Warga Kampung Aquarium melaksanakan ibadah salat tarawih di lahan bekas pengusuran, Penjaringan, Jakarta, 7 Juni 2016. TEMPO/Dian Triyuli Handoko
TEMPO.CO, Jakarta - Warga Kampung Akuarium, Penjaringan, Jakarta Utara, berencana menggugat Gubernur DKI Jakarta Basuki Tjahaja Purnama terkait dengan penggusuran terhadap 800 rumah pada April lalu. "Kami bisa saja menggugat surat perintah penggusuran atau menggugat untuk meminta ganti rugi," ucap pengacara publik Lembaga Bantuan Hukum Jakarta, Matthew Michele Lenggu, kepada Tempo, Ahad, 12 Juni 2016.

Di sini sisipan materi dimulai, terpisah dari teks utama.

//! Collaborator seams for the signal interface.
//!
//! The refresh logic only needs four things from the daemon around it: the
//! current modem state, an authorization check, the driver's signal query and
//! a place to publish values. Each is a trait here so the daemon (or a test)
//! can plug in its own implementation.

use async_trait::async_trait;
use std::sync::Arc;
use tokio::sync::watch;

use crate::api::models::{AuthorizationKind, ModemState, Requester, SignalValues};
use crate::Result;

/// Driver hook that loads one set of extended signal measurements.
///
/// A driver that cannot report extended signal information simply does not
/// provide one; the interface then reports itself as unsupported.
///
/// # Example
///
/// ```rust
/// use async_trait::async_trait;
/// use mmrs::{GsmSignal, SignalSource, SignalValues};
///
/// struct FixedGsm;
///
/// #[async_trait]
/// impl SignalSource for FixedGsm {
///     async fn load_values(&self) -> mmrs::Result<SignalValues> {
///         Ok(SignalValues {
///             gsm: Some(GsmSignal { rssi: -73.0 }),
///             ..Default::default()
///         })
///     }
/// }
/// ```
#[async_trait]
pub trait SignalSource: Send + Sync {
    /// Queries the device. The operation is not cancellable; callers discard
    /// results they no longer want.
    async fn load_values(&self) -> Result<SignalValues>;
}

/// Read access to the modem's lifecycle state.
pub trait ModemStateSource: Send + Sync {
    fn modem_state(&self) -> ModemState;
}

impl<F> ModemStateSource for F
where
    F: Fn() -> ModemState + Send + Sync,
{
    fn modem_state(&self) -> ModemState {
        self()
    }
}

impl ModemStateSource for watch::Receiver<ModemState> {
    fn modem_state(&self) -> ModemState {
        *self.borrow()
    }
}

/// Authorization check performed before a request may change device state.
#[async_trait]
pub trait Authorizer: Send + Sync {
    /// Resolves to `Ok(())` when `requester` holds `kind`.
    ///
    /// The error returned on refusal is handed back to the requester as is.
    async fn authorize(&self, requester: &Requester, kind: AuthorizationKind) -> Result<()>;
}

/// The externally visible signal interface object.
///
/// Implementations publish whatever they are given right away.
#[async_trait]
pub trait SignalSkeleton: Send + Sync {
    /// Publishes a new `Rate` value.
    async fn set_rate(&self, rate: u32) -> Result<()>;

    /// Publishes a full snapshot of signal values.
    async fn publish(&self, values: &SignalValues) -> Result<()>;
}

/// Creates, exports and removes the signal interface object.
#[async_trait]
pub trait SignalExporter: Send + Sync {
    /// Creates the interface object without making it visible.
    fn create_skeleton(&self) -> Arc<dyn SignalSkeleton>;

    /// Makes the interface visible and starts routing `Setup` requests to it.
    async fn export(&self) -> Result<()>;

    /// Removes the interface from the bus.
    async fn unexport(&self) -> Result<()>;
}
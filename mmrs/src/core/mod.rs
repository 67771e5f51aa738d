//! Core internal logic for the extended signal interface.
//!
//! This module contains the refresh scheduler, the snapshot store and the
//! client-side reads used by the public API.

pub(crate) mod firmware;
pub(crate) mod refresh;
pub(crate) mod signal_reader;
pub(crate) mod snapshot;

#[cfg(test)]
pub(crate) mod testing;
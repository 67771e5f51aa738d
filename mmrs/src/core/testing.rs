//! In-crate fakes for the collaborator traits.

use async_trait::async_trait;
use std::sync::atomic::{AtomicBool, AtomicUsize, Ordering};
use std::sync::{Arc, Mutex};
use std::time::Duration;

use crate::Result;
use crate::api::hooks::{Authorizer, SignalExporter, SignalSkeleton, SignalSource};
use crate::api::models::{
    AuthorizationKind, GsmSignal, LteSignal, ModemError, Requester, SignalValues,
};

pub(crate) fn sample_values() -> SignalValues {
    SignalValues {
        gsm: Some(GsmSignal { rssi: -71.0 }),
        lte: Some(LteSignal {
            rssi: -60.0,
            rsrq: -9.0,
            rsrp: -92.0,
            snr: 14.5,
        }),
        ..Default::default()
    }
}

pub(crate) struct FakeSource {
    calls: AtomicUsize,
    failing: AtomicBool,
    delay: Duration,
    values: SignalValues,
}

impl FakeSource {
    pub(crate) fn new(values: SignalValues) -> Arc<Self> {
        Self::with_delay(values, Duration::ZERO)
    }

    pub(crate) fn with_delay(values: SignalValues, delay: Duration) -> Arc<Self> {
        Arc::new(Self {
            calls: AtomicUsize::new(0),
            failing: AtomicBool::new(false),
            delay,
            values,
        })
    }

    pub(crate) fn calls(&self) -> usize {
        self.calls.load(Ordering::SeqCst)
    }

    pub(crate) fn set_failing(&self, failing: bool) {
        self.failing.store(failing, Ordering::SeqCst);
    }
}

#[async_trait]
impl SignalSource for FakeSource {
    async fn load_values(&self) -> Result<SignalValues> {
        self.calls.fetch_add(1, Ordering::SeqCst);
        if !self.delay.is_zero() {
            tokio::time::sleep(self.delay).await;
        }
        if self.failing.load(Ordering::SeqCst) {
            return Err(ModemError::Failed("query failed".into()));
        }
        Ok(self.values)
    }
}

#[derive(Default)]
pub(crate) struct RecordingSkeleton {
    rates: Mutex<Vec<u32>>,
    published: Mutex<Vec<SignalValues>>,
}

impl RecordingSkeleton {
    pub(crate) fn rates(&self) -> Vec<u32> {
        self.rates.lock().unwrap().clone()
    }

    pub(crate) fn published(&self) -> Vec<SignalValues> {
        self.published.lock().unwrap().clone()
    }

    pub(crate) fn last_published(&self) -> Option<SignalValues> {
        self.published.lock().unwrap().last().copied()
    }
}

#[async_trait]
impl SignalSkeleton for RecordingSkeleton {
    async fn set_rate(&self, rate: u32) -> Result<()> {
        self.rates.lock().unwrap().push(rate);
        Ok(())
    }

    async fn publish(&self, values: &SignalValues) -> Result<()> {
        self.published.lock().unwrap().push(*values);
        Ok(())
    }
}

#[derive(Default)]
pub(crate) struct FakeExporter {
    pub(crate) skeleton: Arc<RecordingSkeleton>,
    pub(crate) created: AtomicUsize,
    pub(crate) exported: AtomicUsize,
    pub(crate) unexported: AtomicUsize,
}

#[async_trait]
impl SignalExporter for FakeExporter {
    fn create_skeleton(&self) -> Arc<dyn SignalSkeleton> {
        self.created.fetch_add(1, Ordering::SeqCst);
        self.skeleton.clone()
    }

    async fn export(&self) -> Result<()> {
        self.exported.fetch_add(1, Ordering::SeqCst);
        Ok(())
    }

    async fn unexport(&self) -> Result<()> {
        self.unexported.fetch_add(1, Ordering::SeqCst);
        Ok(())
    }
}

pub(crate) struct FakeAuthorizer {
    allow: bool,
    delay: Duration,
    pub(crate) calls: Mutex<Vec<(Requester, AuthorizationKind)>>,
}

impl FakeAuthorizer {
    pub(crate) fn allowing() -> Arc<Self> {
        Self::build(true, Duration::ZERO)
    }

    pub(crate) fn denying() -> Arc<Self> {
        Self::build(false, Duration::ZERO)
    }

    pub(crate) fn slow(delay: Duration) -> Arc<Self> {
        Self::build(true, delay)
    }

    fn build(allow: bool, delay: Duration) -> Arc<Self> {
        Arc::new(Self {
            allow,
            delay,
            calls: Mutex::new(Vec::new()),
        })
    }
}

#[async_trait]
impl Authorizer for FakeAuthorizer {
    async fn authorize(&self, requester: &Requester, kind: AuthorizationKind) -> Result<()> {
        self.calls.lock().unwrap().push((requester.clone(), kind));
        if !self.delay.is_zero() {
            tokio::time::sleep(self.delay).await;
        }
        if self.allow {
            Ok(())
        } else {
            Err(ModemError::Unauthorized(format!(
                "{requester} may not perform {kind}"
            )))
        }
    }
}
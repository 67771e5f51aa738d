//! Tests for the extended signal refresh loop.
//!
//! These drive a `SignalService` through its handle with a fake modem and
//! bus, on a paused clock so refresh cadence is exact.

mod common;

use std::sync::atomic::Ordering;
use std::time::Duration;
use tokio::time::sleep;

use common::{admin, lte_values, spawn_device, stranger};
use mmrs::{LifecycleState, ModemError, ModemState, SignalValues, Technology};

#[tokio::test(start_paused = true)]
async fn test_initialize_exports_zeroed_interface() {
    let device = spawn_device(true, ModemState::Disabled);
    device.handle.initialize().await.unwrap();

    assert!(device.bus.exported.load(Ordering::SeqCst));
    assert_eq!(device.bus.last_snapshot(), Some(SignalValues::default()));
    assert_eq!(*device.bus.rates.lock().unwrap(), vec![0]);

    let status = device.handle.status().await.unwrap();
    assert_eq!(status.state, LifecycleState::Initialized);
    for tech in Technology::ALL {
        for field in tech.field_names() {
            assert_eq!(status.values.reading(tech, field), (false, 0.0));
        }
    }
}

#[tokio::test(start_paused = true)]
async fn test_rate_zero_clears_values_and_timer() {
    let device = spawn_device(true, ModemState::Registered);
    device.handle.initialize().await.unwrap();
    device.handle.enable().await.unwrap();
    device.handle.setup(5, admin()).await.unwrap();

    sleep(Duration::from_secs(1)).await;
    let status = device.handle.status().await.unwrap();
    assert_eq!(status.values, lte_values());

    device.handle.setup(0, admin()).await.unwrap();
    let status = device.handle.status().await.unwrap();
    assert_eq!(status.rate, 0);
    assert!(status.timer.is_none());
    assert_eq!(status.values, SignalValues::default());
    assert_eq!(device.bus.last_snapshot(), Some(SignalValues::default()));

    sleep(Duration::from_secs(20)).await;
    assert_eq!(device.modem.unwrap().queries(), 1);
}

#[tokio::test(start_paused = true)]
async fn test_same_rate_twice_keeps_timer() {
    let device = spawn_device(true, ModemState::Enabled);
    device.handle.initialize().await.unwrap();
    device.handle.setup(5, admin()).await.unwrap();
    let first = device.handle.status().await.unwrap();

    device.handle.setup(5, admin()).await.unwrap();
    let second = device.handle.status().await.unwrap();

    assert!(first.timer.is_some());
    assert_eq!(first.timer, second.timer);
    assert_eq!(first.queries_started, second.queries_started);
}

#[tokio::test(start_paused = true)]
async fn test_new_rate_replaces_timer_and_queries_immediately() {
    let device = spawn_device(true, ModemState::Enabled);
    device.handle.initialize().await.unwrap();
    device.handle.setup(5, admin()).await.unwrap();
    sleep(Duration::from_secs(1)).await;
    let before = device.handle.status().await.unwrap();

    device.handle.setup(30, admin()).await.unwrap();
    let after = device.handle.status().await.unwrap();

    assert_ne!(before.timer, after.timer);
    assert_eq!(after.timer_period, Some(Duration::from_secs(30)));
    assert_eq!(after.queries_started, before.queries_started + 1);
    assert_eq!(*device.bus.rates.lock().unwrap(), vec![0, 5, 30]);
}

#[tokio::test(start_paused = true)]
async fn test_enable_queries_immediately_then_at_stored_interval() {
    let device = spawn_device(true, ModemState::Disabled);
    device.handle.initialize().await.unwrap();

    device.handle.setup(10, admin()).await.unwrap();
    let status = device.handle.status().await.unwrap();
    assert_eq!(status.rate, 10);
    assert!(status.timer.is_none());
    assert_eq!(status.queries_started, 0);

    device.state.send(ModemState::Enabled).unwrap();
    device.handle.enable().await.unwrap();
    let status = device.handle.status().await.unwrap();
    assert_eq!(status.state, LifecycleState::Enabled);
    assert_eq!(status.timer_period, Some(Duration::from_secs(10)));
    assert_eq!(status.queries_started, 1);

    sleep(Duration::from_secs(25)).await;
    let status = device.handle.status().await.unwrap();
    assert_eq!(status.queries_started, 3);
    assert_eq!(device.modem.unwrap().queries(), 3);
}

#[tokio::test(start_paused = true)]
async fn test_enable_without_query_support_is_unsupported() {
    let device = spawn_device(false, ModemState::Connected);

    let err = device.handle.initialize().await.unwrap_err();
    assert!(matches!(err, ModemError::Unsupported(_)));
    assert!(!device.bus.exported.load(Ordering::SeqCst));

    device.handle.setup(5, admin()).await.unwrap();
    let err = device.handle.enable().await.unwrap_err();
    assert!(matches!(err, ModemError::Unsupported(_)));

    let status = device.handle.status().await.unwrap();
    assert!(!status.supported);
    assert_eq!(status.rate, 5);
    assert!(status.timer.is_none());
}

#[tokio::test(start_paused = true)]
async fn test_enable_unsupported_before_initialize() {
    let device = spawn_device(false, ModemState::Connected);

    let err = device.handle.enable().await.unwrap_err();
    assert!(matches!(err, ModemError::Unsupported(_)));

    let status = device.handle.status().await.unwrap();
    assert_eq!(status.state, LifecycleState::Uninitialized);
    assert!(status.timer.is_none());
    assert_eq!(status.queries_started, 0);
}

#[tokio::test(start_paused = true)]
async fn test_failed_query_clears_values_and_keeps_ticking() {
    let device = spawn_device(true, ModemState::Registered);
    let modem = device.modem.clone().unwrap();
    device.handle.initialize().await.unwrap();
    device.handle.setup(5, admin()).await.unwrap();

    sleep(Duration::from_secs(1)).await;
    let status = device.handle.status().await.unwrap();
    assert!(status.values.is_available(Technology::Lte));

    modem.failing.store(true, Ordering::SeqCst);
    sleep(Duration::from_secs(5)).await;
    let status = device.handle.status().await.unwrap();
    assert_eq!(status.values, SignalValues::default());
    assert_eq!(device.bus.last_snapshot(), Some(SignalValues::default()));

    modem.failing.store(false, Ordering::SeqCst);
    sleep(Duration::from_secs(5)).await;
    let status = device.handle.status().await.unwrap();
    assert_eq!(status.values.reading(Technology::Umts, "ecio"), (true, -6.5));
    assert_eq!(modem.queries(), 3);
}

#[tokio::test(start_paused = true)]
async fn test_setup_without_authorization_changes_nothing() {
    let device = spawn_device(true, ModemState::Enabled);
    device.handle.initialize().await.unwrap();
    device.handle.enable().await.unwrap();

    let err = device.handle.setup(5, stranger()).await.unwrap_err();
    match err {
        ModemError::Unauthorized(msg) => assert!(msg.contains(":1.99")),
        other => panic!("unexpected error: {other:?}"),
    }

    let status = device.handle.status().await.unwrap();
    assert_eq!(status.rate, 0);
    assert!(status.timer.is_none());
    assert_eq!(status.queries_started, 0);
    assert_eq!(*device.bus.rates.lock().unwrap(), vec![0]);
}

#[tokio::test(start_paused = true)]
async fn test_disable_keeps_stored_rate() {
    let device = spawn_device(true, ModemState::Connected);
    device.handle.initialize().await.unwrap();
    device.handle.enable().await.unwrap();
    device.handle.setup(5, admin()).await.unwrap();
    let enabled = device.handle.status().await.unwrap();

    device.handle.disable().await.unwrap();
    let disabled = device.handle.status().await.unwrap();
    assert_eq!(disabled.state, LifecycleState::Disabled);
    assert_eq!(disabled.rate, 5);
    assert!(disabled.timer.is_none());
    assert_eq!(disabled.values, SignalValues::default());

    device.handle.enable().await.unwrap();
    let reenabled = device.handle.status().await.unwrap();
    assert!(reenabled.timer.is_some());
    assert_ne!(reenabled.timer, enabled.timer);
    assert_eq!(reenabled.timer_period, Some(Duration::from_secs(5)));
}

#[tokio::test(start_paused = true)]
async fn test_shutdown_unexports_once() {
    let device = spawn_device(true, ModemState::Connected);
    device.handle.initialize().await.unwrap();
    device.handle.setup(2, admin()).await.unwrap();

    device.handle.shutdown().await.unwrap();
    device.handle.shutdown().await.unwrap();
    assert!(!device.bus.exported.load(Ordering::SeqCst));

    let status = device.handle.status().await.unwrap();
    assert_eq!(status.state, LifecycleState::ShutDown);
    assert!(status.timer.is_none());

    let err = device.handle.setup(4, admin()).await.unwrap_err();
    assert!(matches!(err, ModemError::Failed(_)));
    assert!(matches!(
        device.handle.enable().await,
        Err(ModemError::Failed(_))
    ));
}

#[tokio::test(start_paused = true)]
async fn test_dropping_every_handle_shuts_down() {
    let device = spawn_device(true, ModemState::Connected);
    device.handle.initialize().await.unwrap();
    assert!(device.bus.exported.load(Ordering::SeqCst));

    let bus = device.bus.clone();
    drop(device);
    sleep(Duration::from_millis(10)).await;
    assert!(!bus.exported.load(Ordering::SeqCst));
}
use fs2::FileExt;
use std::fs::File;

/// Takes the single-instance lock for the daemon serving `object_path`.
pub fn acquire_daemon_lock(object_path: &str) -> Result<File, String> {
    let mut lock_path = dirs::runtime_dir()
        .or_else(dirs::data_local_dir)
        .unwrap_or(std::env::temp_dir());
    let name = object_path.trim_start_matches('/').replace('/', "-");
    lock_path.push(format!("mmrs-signald-{name}.lock"));

    let file = File::create(&lock_path).map_err(|e| format!("Failed to create lock file: {e}"))?;

    // Exclusive lock; fails if another instance holds it
    file.try_lock_exclusive()
        .map_err(|_| format!("Another instance is already serving {object_path}"))?;

    Ok(file)
}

Matthew mengatakan saat ini pihaknya sedang menyusun rencana menggugat Ahok. Dia akan merinci, apakah bakal menggugat kebijakan Ahok terkait dengan pemberian surat perintah penggusuran atau meminta ganti rugi. LBH masih mencari kemungkinan yang bisa menjerat Ahok.
Menurut dia, ada kemungkinan keputusan Ahok menggusur rumah warga melanggar undang-undang. Apalagi saat itu Pemerintah Provinsi DKI Jakarta menggusur tanpa mengajak warga berdialog. Warga hanya mendapat surat pemberitahuan seminggu sebelum eksekusi.
Matthew juga melihat, apakah menuntut kebijakan Ahok akan berdampak bagi warga, mengingat rumah warga telah rata dengan tanah. Artinya, belum tentu gugatan itu bermanfaat bagi warga. "Tapi kami masih diskusikan dengan warga."
Selain itu, ada kemungkinan LBH Jakarta dan warga Kampung Akuarium menggugat ke Pengadilan Tata Usaha Negara (PTUN) untuk meminta ganti rugi. Sebab, selama proses penggusuran, warga tak mendapat ganti rugi. Bahkan proses penggusuran berlangsung otoriter tanpa mengajak warga berdialog.
Menurut dia, seolah-olah pemerintah menganggap orang yang menghuni Kampung Akuarium sebagai warga liar. Padahal mereka juga rakyat Jakarta yang memiliki hak untuk mendapat ganti rugi. "Paling yang bisa kita lakukan adalah gimana caranya Pemprov DKI Jakarta memberi ganti rugi," tutur Matthew.
Dua bulan lalu, Ahok menggusur ratusan rumah yang menempati lahan milik Pemprov DKI Jakarta selama puluhan tahun. Warga dipaksa hengkang dari tempat itu tanpa diberi ganti rugi. Semua bangunan permanen dirobohkan hingga rata dengan tanah. Saat ini warga masih bersikukuh menolak pindah dan meminta pemerintah memberi ganti rugi.